Methods：This is a multicenter, open-label, non-randomized phase II study for previously untreated patients with CLL/SLL without restriction by del(17p)/TP53 aberrations and/or IGHV mutation status. Eligible patients were 18-65 years old with adequate renal function. A 7-day lead-in period with single-agent oral orelabrutinib (150 mg daily) was given in all patients, followed by OFCG regimen for three 28-day cycles. Patients who achieved undetectable MRD (uMRD at 10^-4) in BM assessed by flow cytometry (FCM) discontinued FC and received 3 cycles of orelabrutinib plus obinutuzumab (OG). Otherwise, the patients received an additional 3 cycles of OFCG. Patients who achieved BM-uMRD after 6 cycles discontinued obinutuzumab and others received an additional six cycles of OG. Patients who achieved BM-uMRD by FCM after 12 cycles discontinued all treatments, otherwise, they continued orelabrutinib for a further 1 year. MRD in the BM and peripheral blood was evaluated by a next-generation sequencing (NGS) assay of immunoglobulin gene rearrangements with a sensitivity of up to 10⁻⁶. The primary endpoint is the rate of BM-uMRD after 6 cycles by FCM (at 10^-4 sensitivity). The secondary endpoints are the rates of uMRD in BM and peripheral blood (PB) at other key time points by FCM, best overall response rate (ORR), complete response rate (CRR), progression-free survival (PFS), 2- and 3-year PFS rates, duration of response (DOR), overall survival (OS), 3-year OS rate as well as safety.

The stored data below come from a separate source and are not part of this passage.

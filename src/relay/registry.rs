// ABOUTME: Registry of open relay connection pairs that a pause can drain
//
// Each entry holds the sending half of a one-shot close signal; the connection
// task holds the receiver and tears down both sockets when it fires. A send that
// fails means the task already finished, which is counted as already closed.

use std::collections::HashMap;
use std::fmt;
use std::net::SocketAddr;

use tokio::sync::oneshot;
use tracing::{debug, info};
use uuid::Uuid;

use super::table::RelayRoute;

/// Unique identifier for a relayed connection pair
#[derive(Debug, Clone, Copy, PartialEq, Eq, Hash)]
pub struct ConnectionId(pub Uuid);

impl ConnectionId {
    /// Generate a new unique connection ID
    #[must_use]
    pub fn new() -> Self {
        Self(Uuid::new_v4())
    }
}

impl Default for ConnectionId {
    fn default() -> Self {
        Self::new()
    }
}

impl fmt::Display for ConnectionId {
    fn fmt(&self, f: &mut fmt::Formatter<'_>) -> fmt::Result {
        write!(f, "{}", self.0)
    }
}

/// Endpoints of one relayed pair
#[derive(Debug, Clone, PartialEq, Eq)]
pub struct ConnectionInfo {
    /// Route the pair was accepted on
    pub route: RelayRoute,
    /// Inbound client address
    pub client: SocketAddr,
    /// Outbound peer address
    pub upstream: SocketAddr,
}

impl fmt::Display for ConnectionInfo {
    fn fmt(&self, f: &mut fmt::Formatter<'_>) -> fmt::Result {
        write!(f, "{} <-> {}", self.client, self.upstream)
    }
}

struct Entry {
    info: ConnectionInfo,
    close: oneshot::Sender<()>,
}

/// Outcome of draining the registry
#[derive(Debug, Clone, Copy, PartialEq, Eq, Default)]
pub struct DrainReport {
    /// Pairs that were open and have been told to close
    pub just_closed: usize,
    /// Pairs whose connection task had already ended
    pub already_closed: usize,
}

/// Open connection pairs, keyed by id
#[derive(Default)]
pub struct ConnectionRegistry {
    entries: HashMap<ConnectionId, Entry>,
}

impl ConnectionRegistry {
    /// Create an empty registry
    pub fn new() -> Self {
        Self::default()
    }

    /// Register an established pair; the receiver fires when it must close
    pub fn insert(&mut self, info: ConnectionInfo) -> (ConnectionId, oneshot::Receiver<()>) {
        let id = ConnectionId::new();
        let (close, closed) = oneshot::channel();
        debug!(id = %id, connection = %info, "Registered connection");
        self.entries.insert(id, Entry { info, close });
        (id, closed)
    }

    /// Forget a pair that ended on its own; returns its info if it was still registered
    pub fn remove(&mut self, id: ConnectionId) -> Option<ConnectionInfo> {
        self.entries.remove(&id).map(|entry| entry.info)
    }

    /// Number of registered pairs
    pub fn len(&self) -> usize {
        self.entries.len()
    }

    /// Whether no pairs are registered
    pub fn is_empty(&self) -> bool {
        self.entries.is_empty()
    }

    /// Info for every registered pair
    pub fn connections(&self) -> Vec<ConnectionInfo> {
        self.entries.values().map(|entry| entry.info.clone()).collect()
    }

    /// Signal every pair to close and empty the registry
    pub fn drain(&mut self) -> DrainReport {
        let mut report = DrainReport::default();

        for (id, entry) in self.entries.drain() {
            if entry.close.send(()).is_ok() {
                info!(id = %id, connection = %entry.info, "Closed");
                report.just_closed += 1;
            } else {
                info!(id = %id, connection = %entry.info, "Cleaned up");
                report.already_closed += 1;
            }
        }

        report
    }
}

Results: From 30 May 2022 to 30 Jun 2023, 25 patients were enrolled. The median age was 49 years (range, 23-62). Unmutated IGHV, del(17p), TP53 mutation, and del(11q) were detected in 63% (15/24), 8% (2/25), 13% (3/24), and 24% (6/25) of patients, respectively. At the data cut-off (July 24^th, 2024), the median follow-up was 21.4 months (range 7.3-25.7 months). 2 patients were off the study due to willingness, and 23 patients completed 3 cycles of OFCG. One patient who received only one cycle of FCG was also evaluated for PB-MRD after cycle 3. After 3 cycles, the rates of PB-uMRD and BM-uMRD by FCM were 71% (17/24) and 57% (13/23), respectively, and the ORR and CR/CRi (CR with incomplete hematologic recovery) rates were 100% (22/22) and 32% (7/22), respectively. One patient died after cycle 5 due to COVID-19 infection. Twenty-two patients completed 6 cycles of treatment. After cycle 6, the rates of PB-uMRD and BM-uMRD by FCM were 95% (20/21) and 86% (19/22), respectively, and the rate CR/CRi was 59% (13/22). A total of 22 patients completed 12 cycles of treatment. After cycle 12, the rates of PB-uMRD by FCM, BM uMRD by FCM, and CR/CRi were 95% (21/22), 91% (20/22), and 77% (17/22), respectively. Twelve of 21 patients and 11 of 20 patients achieved BM-uMRD at 10⁻⁶ sensitivity by NGS after cycle 6 and cycle 12, respectively. Mutated IGHV was significantly associated with higher rates of BM-uMRD by NGS after cycle 6 and cycle 12 (C6: IGHV mutated 100% [9/9] vs. 25% [3/12], p=0.0011; IGHV mutated 88% [7/8] vs. 33% [4/12], p=0.0281). The 2-year PFS was 96%. Adverse effects were mainly hematological. Grade 3-4 neutropenia occurred in 20 (80%) patients at any time during the treatment (G4, n =13). Grade 3-4 thrombocytopenia was present in 13 (52%) patients (G4, n=2). Grade 3-4 neutropenia and thrombocytopenia were reported in 17 (68%) and 12 (48%) patients during the OFCG cycles, respectively. Neutropenic fever occurred in four patients (16%, all in the OFCG cycles). No patients developed atrial fibrillation or flutter.

Conclusion: The OFCG regimen leads to a rapid and deep molecular remission with a manageable safety profile in previously untreated CLL patients including those with unfavorable characteristics.